The skore API

This example illustrates the consistent API shared by skore reports and displays. Reports expose the same accessors (data, metrics, inspection), and each method that produces a visualization returns a Display object. All displays implement a common interface: plot(), frame(), set_style(), and help().

Reports share the same accessor structure

EstimatorReport, CrossValidationReport, and ComparisonReport all expose the same accessors where applicable:

• data: dataset analysis

• metrics: performance metrics and related displays (e.g. ROC, confusion matrix)

• inspection: model inspection (e.g. coefficients, feature importance)

The data accessor is only available on EstimatorReport and CrossValidationReport because when comparing models, the input data can be different and thus one can access the underlying reports to inspect the data.

Calling a method on these accessors returns a Display object. The same pattern holds across report types, so once you know one, you know them all.

Minimal setup: one report and one display

We build a simple EstimatorReport and use it to show how accessors return displays and how those displays behave.

from sklearn.datasets import load_breast_cancer
from sklearn.linear_model import LogisticRegression
from skore import EstimatorReport, train_test_split
from skrub import tabular_pipeline

X, y = load_breast_cancer(return_X_y=True, as_frame=True)
split_data = train_test_split(X=X, y=y, random_state=42, as_dict=True)
estimator = tabular_pipeline(LogisticRegression())

report = EstimatorReport(estimator, **split_data)

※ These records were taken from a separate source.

use axum::{
    Json,
    extract::{Path, Query, State},
};
use serde::Deserialize;
use std::sync::Arc;

use super::{ApiError, ApiResponse, AppState, ResultsDto};
use crate::entities::StoreTable;
use crate::models::{ProductFilter, SortField, SortOrder};

#[derive(Debug, Deserialize, Default)]
pub struct FilterRequest {
    pub min_price: Option<f64>,
    pub max_price: Option<f64>,
    pub min_rating: Option<f64>,
    pub sort_by: Option<String>,
    pub order: Option<String>,
    pub dedup: Option<bool>,
}

impl FilterRequest {
    /// Unrecognized sort fields fall back to price, unrecognized orders to
    /// ascending; thresholds default to zero, i.e. inactive.
    fn into_filter(self) -> ProductFilter {
        ProductFilter {
            min_price: self.min_price.unwrap_or(0.0),
            max_price: self.max_price.unwrap_or(0.0),
            min_rating: self.min_rating.unwrap_or(0.0),
            sort_by: self.sort_by.as_deref().map(SortField::parse).unwrap_or_default(),
            order: self.order.as_deref().map(SortOrder::parse).unwrap_or_default(),
            dedup: self.dedup.unwrap_or(false),
        }
    }
}

fn parse_scope(scope: &str) -> Result<StoreTable, ApiError> {
    match scope {
        "live" => Ok(StoreTable::LiveScratch),
        "history" | "hist" => Ok(StoreTable::HistoryScratch),
        other => Err(ApiError::validation(format!(
            "unknown scope '{other}', expected 'live' or 'history'"
        ))),
    }
}

fn parse_table(table: &str) -> Result<StoreTable, ApiError> {
    match table {
        "permanent" => Ok(StoreTable::Permanent),
        other => parse_scope(other).map_err(|_| {
            ApiError::validation(format!(
                "unknown table '{other}', expected 'permanent', 'live' or 'history'"
            ))
        }),
    }
}

pub async fn filter_live(
    State(state): State<Arc<AppState>>,
    Query(request): Query<FilterRequest>,
) -> Result<Json<ApiResponse<ResultsDto>>, ApiError> {
    let filter = request.into_filter();
    let products = state.query.filter_live(&filter).await?;
    Ok(Json(ApiResponse::success(ResultsDto::new(products))))
}

pub async fn filter_history(
    State(state): State<Arc<AppState>>,
    Query(request): Query<FilterRequest>,
) -> Result<Json<ApiResponse<ResultsDto>>, ApiError> {
    let filter = request.into_filter();
    let products = state.query.filter_history(&filter).await?;
    Ok(Json(ApiResponse::success(ResultsDto::new(products))))
}

/// Unfiltered dump of a scratch table, for "total found" counts.
pub async fn all_results(
    State(state): State<Arc<AppState>>,
    Path(scope): Path<String>,
) -> Result<Json<ApiResponse<ResultsDto>>, ApiError> {
    let table = parse_scope(&scope)?;
    let products = state.query.all_of(table).await?;
    Ok(Json(ApiResponse::success(ResultsDto::new(products))))
}

/// Transactional clear of any of the three tables.
pub async fn clear_table(
    State(state): State<Arc<AppState>>,
    Path(table): Path<String>,
) -> Result<Json<ApiResponse<()>>, ApiError> {
    let table = parse_table(&table)?;
    state.query.clear(table).await?;
    Ok(Json(ApiResponse::success(())))
}
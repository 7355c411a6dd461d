use anyhow::Result;
use sea_orm::sea_query::{Expr, NullOrdering, Order, Query, SimpleExpr};
use sea_orm::{ConnectionTrait, DatabaseConnection, FromQueryResult, TransactionTrait};
use tracing::info;

use crate::entities::{SearchRecordRow, SearchRecords, StoreTable};
use crate::models::{Product, ProductFilter, SortOrder};

/// Single repository for all three record tables; every statement is built
/// from the shared column set with the target table passed in.
pub struct RecordRepository {
    conn: DatabaseConnection,
}

const INSERT_COLUMNS: [SearchRecords; 9] = [
    SearchRecords::Query,
    SearchRecords::Title,
    SearchRecords::Price,
    SearchRecords::Rating,
    SearchRecords::ReviewCount,
    SearchRecords::ProductUrl,
    SearchRecords::ImageUrl,
    SearchRecords::Valid,
    SearchRecords::Timestamp,
];

const SELECT_COLUMNS: [SearchRecords; 10] = [
    SearchRecords::Id,
    SearchRecords::Query,
    SearchRecords::Title,
    SearchRecords::Price,
    SearchRecords::Rating,
    SearchRecords::ReviewCount,
    SearchRecords::ProductUrl,
    SearchRecords::ImageUrl,
    SearchRecords::Valid,
    SearchRecords::Timestamp,
];

fn product_values(query: &str, product: &Product) -> [SimpleExpr; 9] {
    [
        Expr::value(query),
        Expr::value(product.title.clone()),
        Expr::value(product.price),
        Expr::value(product.rating),
        Expr::value(product.review_count),
        Expr::value(product.product_url.clone()),
        Expr::value(product.image_url.clone()),
        Expr::value(product.valid),
        Expr::value(product.timestamp.clone()),
    ]
}

fn row_values(row: &SearchRecordRow) -> [SimpleExpr; 9] {
    [
        Expr::value(row.query.clone()),
        Expr::value(row.title.clone()),
        Expr::value(row.price),
        Expr::value(row.rating),
        Expr::value(row.review_count),
        Expr::value(row.product_url.clone()),
        Expr::value(row.image_url.clone()),
        Expr::value(row.valid),
        Expr::value(row.timestamp.clone()),
    ]
}

impl RecordRepository {
    #[must_use]
    pub const fn new(conn: DatabaseConnection) -> Self {
        Self { conn }
    }

    /// Inserts all records in one transaction; either every row lands or
    /// none do.
    pub async fn insert_many(
        &self,
        table: StoreTable,
        query: &str,
        products: &[Product],
    ) -> Result<()> {
        if products.is_empty() {
            return Ok(());
        }

        let mut insert = Query::insert();
        insert.into_table(table.iden()).columns(INSERT_COLUMNS);
        for product in products {
            insert.values(product_values(query, product))?;
        }

        let backend = self.conn.get_database_backend();
        let txn = self.conn.begin().await?;
        txn.execute(backend.build(&insert)).await?;
        txn.commit().await?;

        info!(
            "Saved {} records to {} for query '{query}'",
            products.len(),
            table.table_name()
        );
        Ok(())
    }

    /// Deletes every row from one table. Transactional: a failure leaves
    /// the table untouched and propagates, since stale scratch contents are
    /// unsafe to filter against.
    pub async fn clear(&self, table: StoreTable) -> Result<()> {
        let delete = Query::delete().from_table(table.iden()).to_owned();

        let backend = self.conn.get_database_backend();
        let txn = self.conn.begin().await?;
        let res = txn.execute(backend.build(&delete)).await?;
        txn.commit().await?;

        info!(
            "Cleared {} rows from {}",
            res.rows_affected(),
            table.table_name()
        );
        Ok(())
    }

    /// Replaces the historical scratch table with all permanent rows
    /// matching `query`, newest first, and returns them. Clear and copy
    /// share one transaction so a failure cannot leave the scratch table
    /// half-populated.
    pub async fn copy_to_history(&self, query: &str) -> Result<Vec<Product>> {
        let backend = self.conn.get_database_backend();

        let select = Query::select()
            .columns(SELECT_COLUMNS)
            .from(StoreTable::Permanent.iden())
            .and_where(Expr::col(SearchRecords::Query).eq(query))
            .order_by(SearchRecords::Timestamp, Order::Desc)
            .to_owned();

        let txn = self.conn.begin().await?;

        let rows = SearchRecordRow::find_by_statement(backend.build(&select))
            .all(&txn)
            .await?;

        let delete = Query::delete()
            .from_table(StoreTable::HistoryScratch.iden())
            .to_owned();
        txn.execute(backend.build(&delete)).await?;

        if !rows.is_empty() {
            let mut insert = Query::insert();
            insert
                .into_table(StoreTable::HistoryScratch.iden())
                .columns(INSERT_COLUMNS);
            for row in &rows {
                insert.values(row_values(row))?;
            }
            txn.execute(backend.build(&insert)).await?;
        }

        txn.commit().await?;

        info!(
            "Copied {} permanent records for query '{query}' into {}",
            rows.len(),
            StoreTable::HistoryScratch.table_name()
        );
        Ok(rows.into_iter().map(Product::from).collect())
    }

    /// Filtered, sorted retrieval. Each threshold participates only when
    /// greater than zero. Rows with a null sort key sort last in both
    /// directions, so missing data never floats to the top of a listing.
    pub async fn filter(&self, table: StoreTable, filter: &ProductFilter) -> Result<Vec<Product>> {
        let mut select = Query::select();
        select.columns(SELECT_COLUMNS).from(table.iden());

        if filter.min_price > 0.0 {
            select.and_where(Expr::col(SearchRecords::Price).gte(filter.min_price));
        }
        if filter.max_price > 0.0 {
            select.and_where(Expr::col(SearchRecords::Price).lte(filter.max_price));
        }
        if filter.min_rating > 0.0 {
            select.and_where(Expr::col(SearchRecords::Rating).gte(filter.min_rating));
        }

        // Dedup collapses duplicate listings and only makes sense on the
        // historical scratch table, which accumulates repeats over time.
        if filter.dedup && table == StoreTable::HistoryScratch {
            select.group_by_columns([SearchRecords::Title, SearchRecords::Price]);
        }

        let order = match filter.order {
            SortOrder::Asc => Order::Asc,
            SortOrder::Desc => Order::Desc,
        };
        select.order_by_with_nulls(filter.sort_by.column(), order, NullOrdering::Last);

        let backend = self.conn.get_database_backend();
        let rows = SearchRecordRow::find_by_statement(backend.build(&select))
            .all(&self.conn)
            .await?;

        Ok(rows.into_iter().map(Product::from).collect())
    }

    /// Unfiltered dump of one table, newest first.
    pub async fn all(&self, table: StoreTable) -> Result<Vec<Product>> {
        let select = Query::select()
            .columns(SELECT_COLUMNS)
            .from(table.iden())
            .order_by(SearchRecords::Timestamp, Order::Desc)
            .to_owned();

        let backend = self.conn.get_database_backend();
        let rows = SearchRecordRow::find_by_statement(backend.build(&select))
            .all(&self.conn)
            .await?;

        Ok(rows.into_iter().map(Product::from).collect())
    }
}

╭────────────────────── HighClassImbalanceTooFewExamplesWarning ───────────────────────╮
│ It seems that you have a classification problem with at least one class with fewer   │
│ than 100 examples in the test set. In this case, using train_test_split may not be a │
│ good idea because of high variability in the scores obtained on the test set. We     │
│ suggest three options to tackle this challenge: you can increase test_size, collect  │
│ more data, or use skore's CrossValidationReport with the `splitter` parameter of     │
│ your choice.                                                                         │
╰──────────────────────────────────────────────────────────────────────────────────────╯
╭───────────────────────────────── ShuffleTrueWarning ─────────────────────────────────╮
│ We detected that the `shuffle` parameter is set to `True` either explicitly or from  │
│ its default value. In case of time-ordered events (even if they are independent),    │
│ this will result in inflated model performance evaluation because natural drift will │
│ not be taken into account. We recommend setting the shuffle parameter to `False` in  │
│ order to ensure the evaluation process is really representative of your production   │
│ release process.                                                                     │
╰──────────────────────────────────────────────────────────────────────────────────────╯

Data accessor: report.data.analyze() returns a display

The data accessor provides dataset summaries. Its analyze() method returns a TableReportDisplay.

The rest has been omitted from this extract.